The experiment was conducted in the period May–August 2022 and 2023 in the occurrence area of P. gularis in Baozang Town, Jiangcheng County, Yunnan Province, China. Bt-(Cry1Ab+Vip3Aa) maize (“DBN3601T” event) and conventional maize seeds were provided by Beijing Dabeinong Biotechnology Co., Ltd. (Beijing, China). Ten fields each for Bt-(Cry1Ab+Vip3Aa) maize and conventional maize were planted per year. The area of each field was larger than 667 m2 and the planting density was 3800 plants/667 m2. Throughout the growth stages of maize, field management, such as fertilizing and watering, was carried out according to conventional methods, except that no insecticides were applied. After the emergence of maize seedlings, the W-type five-point sampling method was used to survey the occurrence of P. gularis larvae in Bt-(Cry1Ab+Vip3Aa) maize and conventional maize every 10–15 days. The surveys were conducted by visual inspection, with 20 plants per point, focusing on the observation of maize ears during the reproductive growth stage of maize, and the number of P. gularis larvae on each maize plant and the damage caused by them were recorded. Notably, because field maize plants may be damaged by some pests, such as S. frugiperda, H. armigera, and Mythimna separata (Walker), we only took into account the plants damaged on which we could see P. gularis larvae or which had typical damage characteristics of P. gularis.

5.5. Statistical Analyses

Based on the check data, the mortality of larvae in each treatment was calculated according to Equation (1), the corrected mortality was calculated according to Equation (2), and the growth inhibitory rate was calculated according to Equation (3).
Mortality = number of dead insects/total number of insects in the test × 100%
Corrected mortality = (treatment mortality − control mortality)/(1 − control mortality) × 100%
Growth inhibitory rate = (control weight increment − treatment weight increment)/control weight increment × 100%
The susceptibility of P. gularis to Bt insecticidal proteins was evaluated using probit regression to generate LC50 (LC95, GIC50, GIC95) values with 95% fiducial limits (FL) for each protein. The differences among LC50 (LC95, GIC50, GIC95) values for different Bt insecticidal proteins were regarded as significant if the 95% fiducial limits of LC50 (LC95, GIC50, GIC95) values for different Bt insecticidal proteins by P. gularis did not overlap.
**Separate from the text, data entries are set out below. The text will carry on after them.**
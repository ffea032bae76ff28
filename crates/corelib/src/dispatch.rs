//! Logical remote operations and their dispatch onto servants.
//!
//! | Target    | Operation | Reply                 |
//! |-----------|-----------|-----------------------|
//! | any node  | `Name`    | `Name(String)`        |
//! | any node  | `Kind`    | `Kind(NodeKind)`      |
//! | Directory | `List`    | `List(Vec<RemoteRef>)`|
//! | File      | `Read`    | `Read(Vec<String>)`   |
//! | File      | `Write`   | `Unit`                |
//!
//! These are transport-agnostic: any host that can carry an identity and an
//! `Operation` to a registry and bring the result back can serve the tree.

use crate::error::DispatchError;
use crate::identity::Identity;
use crate::node::Servant;
use crate::proxy::{NodeKind, RemoteRef};
use serde::{Deserialize, Serialize};

#[derive(Clone, Debug, PartialEq, Eq, Serialize, Deserialize)]
pub enum Operation {
    Name,
    /// Type check used by checked casts.
    Kind,
    List,
    Read,
    Write(Vec<String>),
}

impl Operation {
    pub fn as_str(&self) -> &'static str {
        match self {
            Operation::Name => "name",
            Operation::Kind => "kind",
            Operation::List => "list",
            Operation::Read => "read",
            Operation::Write(_) => "write",
        }
    }
}

#[derive(Clone, Debug, PartialEq, Eq, Serialize, Deserialize)]
pub enum Reply {
    Name(String),
    Kind(NodeKind),
    List(Vec<RemoteRef>),
    Read(Vec<String>),
    Unit,
}

impl Servant {
    /// Runs `operation` against this servant. `identity` is only used to
    /// describe failures.
    pub fn dispatch(
        &self,
        identity: &Identity,
        operation: Operation,
    ) -> Result<Reply, DispatchError> {
        match (self, operation) {
            (servant, Operation::Name) => Ok(Reply::Name(servant.name().to_string())),
            (servant, Operation::Kind) => Ok(Reply::Kind(servant.kind())),
            (Servant::Directory(dir), Operation::List) => Ok(Reply::List(dir.list())),
            (Servant::File(file), Operation::Read) => Ok(Reply::Read(file.read())),
            (Servant::File(file), Operation::Write(text)) => {
                file.write(text);
                Ok(Reply::Unit)
            }
            (servant, operation) => Err(DispatchError::OperationNotExist {
                identity: identity.clone(),
                kind: servant.kind(),
                operation: operation.as_str().to_string(),
            }),
        }
    }
}
impl<'a> Instruction<'a> {
    pub fn new(kind: InstructionKind<'a>, result: ValueId) -> Self {
        Self {
            kind,
            position: -1,
            scope: None,
            result,
            operation: String::new(),
            parameters: Vec::new(),
            captured: Vec::new(),
            built: false,
            redirect_target: None,
        }
    }

    /// Values the instruction depends on, used for lifetime computation.
    pub fn dependencies(&self) -> Vec<ValueId> {
        let mut values = vec![self.result];
        match &self.kind {
            InstructionKind::Addition { first, second, .. }
            | InstructionKind::Subtraction { first, second, .. }
            | InstructionKind::Multiplication { first, second, .. }
            | InstructionKind::Division { first, second, .. }
            | InstructionKind::Bitwise { first, second, .. }
            | InstructionKind::Compare { first, second }
            | InstructionKind::Exchange { first, second } => {
                values.push(*first);
                values.push(*second);
            }
            InstructionKind::Unary { first, .. } => values.push(*first),
            InstructionKind::Move {
                destination,
                source,
                ..
            } => {
                values.push(*destination);
                values.push(*source);
            }
            InstructionKind::SetVariable { source, .. } => values.push(*source),
            InstructionKind::GetMemoryAddress { start, offset, .. } => {
                values.push(*start);
                values.push(*offset);
            }
            InstructionKind::Reorder { sources, .. } => values.extend(sources.iter().copied()),
            InstructionKind::Call {
                callee: Callee::Value(function),
                ..
            } => values.push(*function),
            InstructionKind::RequireVariables { values: required, .. } => {
                values.extend(required.iter().copied())
            }
            InstructionKind::Return { value: Some(value) } => values.push(*value),
            _ => {}
        }
        values
    }

    /// Whether the instruction can honor a redirected destination of the
    /// given shape on the given target.
    pub fn accepts_redirect(&self, target: &Handle<'a>, x64: bool) -> bool {
        let to_register = target.is_register();
        match &self.kind {
            InstructionKind::Addition { .. }
            | InstructionKind::Subtraction { .. }
            | InstructionKind::Multiplication { .. }
            | InstructionKind::Bitwise { .. }
            | InstructionKind::Unary { .. }
            | InstructionKind::GetConstant { .. } => to_register,
            // Moves can retarget to registers anywhere and to memory on
            // x86-64 where stores take full addressing forms.
            InstructionKind::Move { .. } => to_register || (x64 && target.is_memory()),
            _ => false,
        }
    }

    /// Force the instruction's destination. Legal only before the
    /// instruction has been built.
    pub fn redirect(&mut self, target: Handle<'a>, x64: bool) -> CompileResult<bool> {
        if self.built {
            return Err(CompileError::RedirectAfterBuild);
        }
        if !self.accepts_redirect(&target, x64) {
            return Ok(false);
        }
        self.redirect_target = Some(target);
        Ok(true)
    }

    /// The destination handle of a built instruction.
    pub fn destination(&self) -> CompileResult<&Handle<'a>> {
        self.parameters
            .iter()
            .find(|p| p.is_destination())
            .and_then(|p| p.finalized.as_ref())
            .ok_or(CompileError::NoDestination {
                instruction: self.operation.clone(),
            })
    }
}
A generalized linear model was used to analyze the significance of differences in the expression content of Bt insecticidal proteins in Bt-(Cry1Ab+Vip3Aa) maize and the significance of differences in mortality among P. gularis larvae feeding on Bt-(Cry1Ab+Vip3Aa) maize using growth stage, tissue, and location as variables. A Mann–Whitney U test was used to test the significance of differences in mortality of P. gularis larvae feeding on different maize varieties in respect of the same tissue at the same stage, as well as the significance of differences in larval incidence or plant damage in R3, R5, and R6 in different maize fields. All data were analyzed using SPSS 25.0 (IBM, Armonk, NY, USA).

Author Contributions

Conceptualization, K.W.; methodology, S.C., W.W. and K.W; software, S.C.; formal analysis, S.C. and W.W.; investigation, S.C., W.W. and G.K.; resources, K.W.; data curation, S.C.; writing—original draft preparation, S.C.; writing—review and editing, K.W., W.W. and X.Y.; visualization, S.C.; supervision, K.W.; project administration, K.W.; funding acquisition, K.W. All authors have read and agreed to the published version of the manuscript.

Funding

This research was funded by STI 2030-Major Projects (2022ZD04021) and the National Modern Agricultural Industry Technology System Construction Fund of China (CARS-02).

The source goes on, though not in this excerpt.